There are two smaller islands in Sorevnovaniya Island's immediate vicinity. The offshore island, Ostrov Yezh, is 1 km in length and is located 2 km to the west of its southwestern cape. The other is slightly larger and lies to the southeast of the main island's southern tip, within a small enclosed bay.

These islands and the nearby coast are in the desolate tundra regions of Siberia. The sea surrounding the islands is covered with pack ice with some polynias in the long winter and the climate is harsh even in the summer.

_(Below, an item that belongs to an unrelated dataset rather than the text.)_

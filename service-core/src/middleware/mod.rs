pub mod metrics;
pub mod tracing;

pub use self::metrics::metrics_middleware;
pub use self::tracing::{REQUEST_ID_HEADER, request_id_middleware, request_span};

Sorevnovaniya Island belongs to the Krasnoyarsk Krai administrative division of the Russian Federation. It is also part of the Great Arctic State Nature Reserve – the largest nature reserve of Russia and one of the biggest in the world.

==History==
The area around these islands was explored by Otto Sverdrup on ship Eklips in 1914 while he was searching for Brusilov and Rusanov.

Peter Tessem and Paul Knutsen, the ill-fated members of Roald Amundsen's Northern expedition in 1919, were lost in the vastness of this bleak and uninhabited area, where survival is difficult.
In 1921, a Soviet-Norwegian expedition looking for Tessem and Knutsen found the remains of a campfire with charred bones near this area. These were initially assumed to be the remains of one of the Norwegian men. Recent evidence, however, points out that this campfire had been probably left behind by the similarly ill-fated Rusanov expedition.